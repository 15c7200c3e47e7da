//! Per-session local state and how remote changes are folded into it.
//!
//! ```text
//!            edit                 timer fires            ack, no newer edit
//!   Clean ─────────► Dirty ───────────────────► Saving ─────────────────────► Clean
//!                    ▲   │ edit                   │
//!                    │   └──────┘                 │ edit during save
//!                    └────────────────────────────┘ or save failed
//! ```
//!
//! Remote notifications are applied in every state. A session with a
//! pending edit will later overwrite what it just applied: this is the
//! last-write-wins model, not a merge.
//!
//! Every write carries the store's `updated_at`, which strictly increases
//! per document. The session remembers the newest one it shows, so a late
//! save ack or a late notification never replaces a newer stored value.

use tokio::task::JoinHandle;

use crate::document::{ChangeNotification, Document, DocumentId, SessionId};
use crate::error::SyncError;

/// What the UI shows next to the editor.
#[derive(Debug, Clone, Copy, PartialEq, Eq)]
pub enum SyncStatus {
    /// Local view matches what this session last saw stored
    Clean,
    /// Local edits not yet persisted
    Dirty,
    /// A persist is in flight and no newer edit exists
    Saving,
}

/// The edit captured for the next persist.
#[derive(Debug, Clone, PartialEq, Eq)]
pub struct LocalEdit {
    pub title: String,
    pub content: String,
    /// Value of `edit_seq` when captured
    pub seq: u64,
}

/// Read-only view of a session for rendering.
#[derive(Debug, Clone, PartialEq, Eq)]
pub struct SessionSnapshot {
    pub title: String,
    pub content: String,
    pub status: SyncStatus,
    pub last_error: Option<SyncError>,
    /// Set once a remote session's edit has been applied
    pub last_remote_origin: Option<SessionId>,
}

#[derive(Debug)]
pub struct SessionState {
    pub last_known_title: String,
    pub last_known_content: String,
    /// Store `updated_at` of the write the local view was last taken from
    pub last_known_updated_at: u64,
    pub dirty: bool,
    pub saving: bool,
    pub(crate) pending_timer: Option<JoinHandle<()>>,
    pub(crate) pending_edit: Option<LocalEdit>,
    pub(crate) edit_seq: u64,
    pub last_error: Option<SyncError>,
    pub last_remote_origin: Option<SessionId>,
}

impl SessionState {
    /// Clean state seeded from the bootstrap read.
    pub fn from_document(doc: &Document) -> Self {
        Self {
            last_known_title: doc.title.clone(),
            last_known_content: doc.content.clone(),
            last_known_updated_at: doc.updated_at,
            dirty: false,
            saving: false,
            pending_timer: None,
            pending_edit: None,
            edit_seq: 0,
            last_error: None,
            last_remote_origin: None,
        }
    }

    pub fn status(&self) -> SyncStatus {
        if self.saving && self.pending_edit.is_none() {
            SyncStatus::Saving
        } else if self.dirty {
            SyncStatus::Dirty
        } else {
            SyncStatus::Clean
        }
    }

    pub fn snapshot(&self) -> SessionSnapshot {
        SessionSnapshot {
            title: self.last_known_title.clone(),
            content: self.last_known_content.clone(),
            status: self.status(),
            last_error: self.last_error.clone(),
            last_remote_origin: self.last_remote_origin.clone(),
        }
    }

    /// Apply a local edit immediately and capture it for the next persist.
    pub(crate) fn record_local_edit(&mut self, title: String, content: String) -> u64 {
        self.edit_seq += 1;
        self.last_known_title = title.clone();
        self.last_known_content = content.clone();
        self.dirty = true;
        self.pending_edit = Some(LocalEdit {
            title,
            content,
            seq: self.edit_seq,
        });
        self.edit_seq
    }

    /// Take the pending edit and mark the session as saving.
    pub(crate) fn begin_save(&mut self) -> Option<LocalEdit> {
        let edit = self.pending_edit.take()?;
        self.saving = true;
        Some(edit)
    }

    /// Settle a successful persist of `edit`. Returns true if the session
    /// is clean again (no edit arrived while the save was in flight).
    ///
    /// The acknowledged document is shown only when it is newer than any
    /// remote change applied meanwhile; otherwise that later write is the
    /// stored value and stays on screen.
    pub(crate) fn complete_save(&mut self, edit: &LocalEdit, stored: &Document) -> bool {
        self.saving = false;
        self.last_error = None;
        if self.edit_seq != edit.seq {
            self.last_known_updated_at = self.last_known_updated_at.max(stored.updated_at);
            return false;
        }
        self.dirty = false;
        if stored.updated_at > self.last_known_updated_at {
            self.last_known_title = stored.title.clone();
            self.last_known_content = stored.content.clone();
            self.last_known_updated_at = stored.updated_at;
        }
        true
    }

    /// Settle a failed persist: stay dirty and keep the edit for a retry,
    /// unless a newer edit has already replaced it.
    pub(crate) fn fail_save(&mut self, edit: LocalEdit, error: SyncError) {
        self.saving = false;
        self.dirty = true;
        if self.pending_edit.is_none() {
            self.pending_edit = Some(edit);
        }
        self.last_error = Some(error);
    }

    /// Adopt a freshly read document when no local edit is outstanding.
    pub(crate) fn adopt(&mut self, doc: &Document) -> bool {
        if self.dirty || self.saving {
            return false;
        }
        self.last_known_title = doc.title.clone();
        self.last_known_content = doc.content.clone();
        self.last_known_updated_at = doc.updated_at;
        true
    }
}

/// Outcome of folding one notification into a session.
#[derive(Debug, Clone, Copy, PartialEq, Eq)]
pub enum Reconciliation {
    /// Produced by this session's own save
    IgnoredEcho,
    /// Belongs to another document
    IgnoredForeign,
    /// Announces a write older than what the session already shows
    IgnoredStale,
    /// Local view replaced; `while_pending` when local edits were outstanding
    Applied { while_pending: bool },
}

/// Applies incoming change notifications for one session and document.
#[derive(Debug, Clone)]
pub struct Reconciler {
    session_id: SessionId,
    document_id: DocumentId,
}

impl Reconciler {
    pub fn new(session_id: SessionId, document_id: DocumentId) -> Self {
        Self {
            session_id,
            document_id,
        }
    }

    pub fn session_id(&self) -> &SessionId {
        &self.session_id
    }

    pub fn is_self_echo(&self, notification: &ChangeNotification) -> bool {
        notification.origin_id == self.session_id
    }

    pub fn reconcile(
        &self,
        state: &mut SessionState,
        notification: &ChangeNotification,
    ) -> Reconciliation {
        if notification.document_id != self.document_id {
            return Reconciliation::IgnoredForeign;
        }
        if self.is_self_echo(notification) {
            return Reconciliation::IgnoredEcho;
        }
        if notification.updated_at <= state.last_known_updated_at {
            return Reconciliation::IgnoredStale;
        }

        // Dirty/saving flags are left alone: the pending save still goes out
        let while_pending = state.dirty || state.saving;
        state.last_known_title = notification.title.clone();
        state.last_known_content = notification.content.clone();
        state.last_known_updated_at = notification.updated_at;
        state.last_remote_origin = Some(notification.origin_id.clone());
        Reconciliation::Applied { while_pending }
    }
}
::::
▸ Your task:
Each line in the data that holds the string "impl" should be found and copied.

▸ Expected answer:
impl SessionState {
impl Reconciler {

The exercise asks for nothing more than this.